Bis zur 22. Schwangerschaftswoche sollen Abbrüche grundsätzlich nicht mehr unter Strafe stehen – das fordert ein breites Bündnis von Verbänden. Die Bundesregierung müsse anlässlich der anhaltenden Debatte endlich handeln.
Ein breites Verbändebündnis drängt auf eine Legalisierung von Schwangerschaftsabbrüchen bis zur 22. Schwangerschaftswoche. Dazu haben 26 Organisationen in Zusammenarbeit mit Expertinnen der Reproduktionsmedizin einen eigenen Entwurf für ein Gesetz erarbeitet und vorgestellt. Dieser sieht vor, Schwangerschaftsabbrüche in den ersten 22 Wochen außerhalb des Strafgesetzbuchs (StGB) zu regeln und die Gesetzesparagrafen, auf denen die Strafbarkeit beruht, abzuschaffen.

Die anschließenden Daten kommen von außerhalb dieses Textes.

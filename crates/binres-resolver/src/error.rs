use thiserror::Error;

use crate::capability::MultipartOperation;

/// Errors from resolver operations.
///
/// Absence of a payload is never an error: it is reported as `false` by
/// `exists` and, for backends that can observe it cheaply, as `None` by
/// `get_content`. Everything else a caller must handle lands here.
#[derive(Debug, Error)]
pub enum ResolverError {
    /// The underlying storage failed after the operation was attempted.
    #[error("I/O error: {0}")]
    Io(#[from] std::io::Error),

    /// The backend does not implement this operation's capability.
    #[error("{operation} is not supported by this resolver")]
    Unsupported { operation: MultipartOperation },

    /// A multipart operation named a session that is not open.
    #[error("upload session not found: {id}")]
    SessionNotFound { id: String },

    /// A multipart session is being completed and cannot change.
    #[error("upload session {id} is being completed")]
    SessionBusy { id: String },

    /// The partition is not part of this resolver's mapping.
    #[error("unknown partition: {0}")]
    UnknownPartition(String),

    /// The identifier's scheme is not served by this resolver.
    #[error("unsupported URI scheme {scheme:?} for {identifier}")]
    UnsupportedScheme { scheme: String, identifier: String },

    /// The identifier cannot be mapped to a storage location.
    #[error("invalid identifier {identifier}: {reason}")]
    InvalidIdentifier { identifier: String, reason: String },

    /// Part numbers start at 1.
    #[error("invalid part number {0}: part numbers start at 1")]
    InvalidPartNumber(u32),

    /// The completion manifest does not match the received parts.
    #[error("invalid manifest for upload {id}: {reason}")]
    InvalidManifest { id: String, reason: String },

    /// Two backends claimed the same URI scheme.
    #[error("URI scheme {0:?} is already registered")]
    DuplicateScheme(String),
}

impl ResolverError {
    /// Shorthand for the capability-absence failure of `operation`.
    pub fn unsupported(operation: MultipartOperation) -> Self {
        Self::Unsupported { operation }
    }

    /// Returns `true` for capability-absence failures.
    pub fn is_unsupported(&self) -> bool {
        matches!(self, Self::Unsupported { .. })
    }

    /// Returns `true` for underlying storage failures.
    pub fn is_io(&self) -> bool {
        matches!(self, Self::Io(_))
    }

    /// Returns `true` if a multipart operation referenced an unknown session.
    pub fn is_session_not_found(&self) -> bool {
        matches!(self, Self::SessionNotFound { .. })
    }
}

/// Result alias for resolver operations.
pub type ResolverResult<T> = Result<T, ResolverError>;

Die Organisationen – unter ihnen Pro Familia, der Deutsche Frauenrat und die Gewerkschaft Verdi – haben den Entwurf am Donnerstagmittag an Mitglieder der Bundesregierung und Abgeordnete des Bundestags übergeben. Er solle ein "maßgeblicher Impuls an den Gesetzgeber" sein, erklärte die Juristin Liane Wörner. Die Länder Sachsen, Hamburg und Niedersachsen schlugen bereits auf der Justizministerkonferenz im Juni eine zeitnahe Reform des Schwangerschaftsabbruchs im Strafrecht vor. Dieser Vorschlag steht im Kontext zu den Empfehlungen einer von der Bundesregierung eingesetzten Expertenkommission, die kürzlich ihren Abschlussbericht vorgestellt und sich darin für eine umfassende Liberalisierung ausgesprochen hatte, was nicht ohne Kritik blieb.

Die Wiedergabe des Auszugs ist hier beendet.